Sentiment Analysis using Machine Learning: A Structured Approach towards the Optimal Solution
With a range of NLP & machine learning techniques available, how do you start with a sentiment analysis problem and take right steps towards reaching the optimal solution? Sounds exciting ! let’s get right into it.
Introduction
Natural language processing has plenty of tools available depending on the problem at hand. However, with a lot of tools comes a problem of how do we use these tools in the best possible way.
In this article, we are taking a problem of detecting sentiments in tweets. As we will see, this is not a very straightforward problem and needs use of a variety of NLP and Machine learning tools to arrive at reasonably good solution.
Problem Statement
Dataset contains the tweet, language, number of retweets for the tweet, original author user id, sentiment class.
Using training data, we are supposed to create a model which can help us in predicting the sentiment category using the information present in the rest of the columns.
Below are the libraries, we would be using:
##### libraries #####
import pandas as pd
import numpy as np
import seaborn as sns
import matplotlib.pyplot as plt
##### NLP libraries ######
from sklearn.feature_extraction.text import CountVectorizer
from wordcloud import WordCloud, STOPWORDS, ImageColorGenerator
from sklearn.feature_extraction.text import TfidfVectorizer
import nltk
import string
import re
##### dimensionality reduction #######
from sklearn.manifold import TSNE
from sklearn.decomposition import TruncatedSVD
##### machine learning ######
from sklearn.model_selection import train_test_split
from sklearn import preprocessing
from sklearn.metrics import f1_score, confusion_matrix
from sklearn.linear_model import LogisticRegression
from sklearn.naive_bayes import GaussianNB
import lightgbm as lgbm
import xgboost as xgboost
from sklearn.ensemble import StackingClassifier
from sklearn.ensemble import RandomForestClassifier
# Loading the dataset
train = pd.read_csv('train.csv')
test =pd.read_csv('test.csv')
train.head()
Data Exploration
We will begin with looking at each feature and checking out their key properties:
- Class Imbalance: It’s important to look at the class imbalance as (a) it can determine choice of the metric to evaluate our model. (b) In addition to that it also let’s us decide if we need to create more training samples in case we get significantly skewed classes.
# Create a figure
ch = plt.figure(figsize=(15, 8))
# Plot a count of sentiment classes
sns.catplot(data=train, y='sentiment_class', kind='count', ax=ch)
# Comment on class imbalance
# Approximately 50% of sentiments are neutral, while only 25% each are positive and negative.
plt.title('Count Plot of Categories')
# Save the figure
plt.savefig('cat_count.png', pad_inches=0.01)
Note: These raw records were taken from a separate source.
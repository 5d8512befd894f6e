//! # shell-cmd
//!
//! Run external commands with captured output, optional live echo, timeouts
//! and detached launches.
//!
//! One call covers the common cases: run a program or a shell line, collect
//! its stdout, stderr and exit code, and optionally mirror the output to the
//! caller's terminal while it is captured.
//!
//! ## Features
//!
//! - **Shell or argv**: pass a command line or an argument vector, with or
//!   without the system shell
//! - **Tee**: echo output live through thread, tokio or pty backends
//! - **Timeouts**: the whole process group is killed at the deadline
//! - **Detach**: start a process and get a handle back immediately
//!
//! ## Quick Start
//!
//! ```no_run
//! use shell_cmd::{cmd, Invocation};
//!
//! fn main() -> shell_cmd::Result<()> {
//!     shell_cmd::logging::try_init().ok();
//!
//!     let output = cmd(&Invocation::new("echo hello").shell(true))?.into_output()?;
//!     assert_eq!(output.stdout_str(), "hello\n");
//!
//!     let output = cmd(&Invocation::new(["ls", "-la"]).verbose(1))?.into_output()?;
//!     println!("exit code {}", output.exit_code);
//!
//!     Ok(())
//! }
//! ```

pub mod cli;
pub mod config;
pub mod error;
pub mod execution;
pub mod logging;
pub mod output;
pub mod platform;

// Re-export commonly used types
pub use error::{CmdError, Result};
pub use execution::{
    cmd, cmd_async, cmd_with_sink, execute_simple, execute_streaming, CmdOutput, CommandSpec,
    DetachedProcess, Invocation, Outcome, OutputChunk, OutputSource, TeeBackend, TeePolicy,
};
pub use output::{OutputSanitizer, TeeSink};
pub use platform::{Platform, POSIX, WIN32};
Verdict: since classes are somewhat imbalanced, we will use weighted f1 score as a metric to determine performance of our model. Weighted f1 score takes into account the number of samples present in every class.
2. Author name: It might appear that author would not be a good feature, but let’s anyway check it out.
# Create a DataFrame with the count of original authors
original_authors_train = pd.DataFrame(train['original_author'].value_counts())
# Display the top 320 authors with the most tweets
original_authors_train['original_author'].head(320)
# Comment on authors with multiple tweets
# Approximately 300 users have more than one tweet.
# Perform a join operation to see sentiment variation by original author
train.groupby(['original_author', 'sentiment_class'])['id'].count().tail(40)
# Comment on sentiment variation among authors
# Some authors have both positive and neutral tweets, but most users tweeting neutral tend to remain neutral.
# Authors could be a useful feature.

Verdict: Authors with neutral tweets continue to tweet in a neutral way if they tweet again. So it will definitely add some information to our model
3. Retweet count
# Display the count distribution of retweet counts
train[False == train['retweet_count'].str.\
contains(r'[a-zA-Z]')].groupby(['sentiment_class',
'retweet_count'])['id'].count().head(60)
# Convert and clean the retweet count data
feature_retweet = pd.to_numeric(train[False == \
train['retweet_count'].str.contains(r'[a-zA-Z]')]\
['retweet_count']).round().abs()
feature_retweet[True == train['retweet_count'].str.contains(r'[a-zA-Z]')] = 0
# Check for missing values in the retweet count
feature_retweet.isnull().sum()
# Group and count retweets for a specific sentiment class
train[False == train['retweet_count']\
.str.contains(r'[a-zA-Z]')][train['sentiment_class'] == 1].\
groupby(['sentiment_class', 'retweet_count'])['id'].count()
# Comment on the significance of retweet counts
# It's not very clear if retweet counts will play a major role, but for now, let's retain them.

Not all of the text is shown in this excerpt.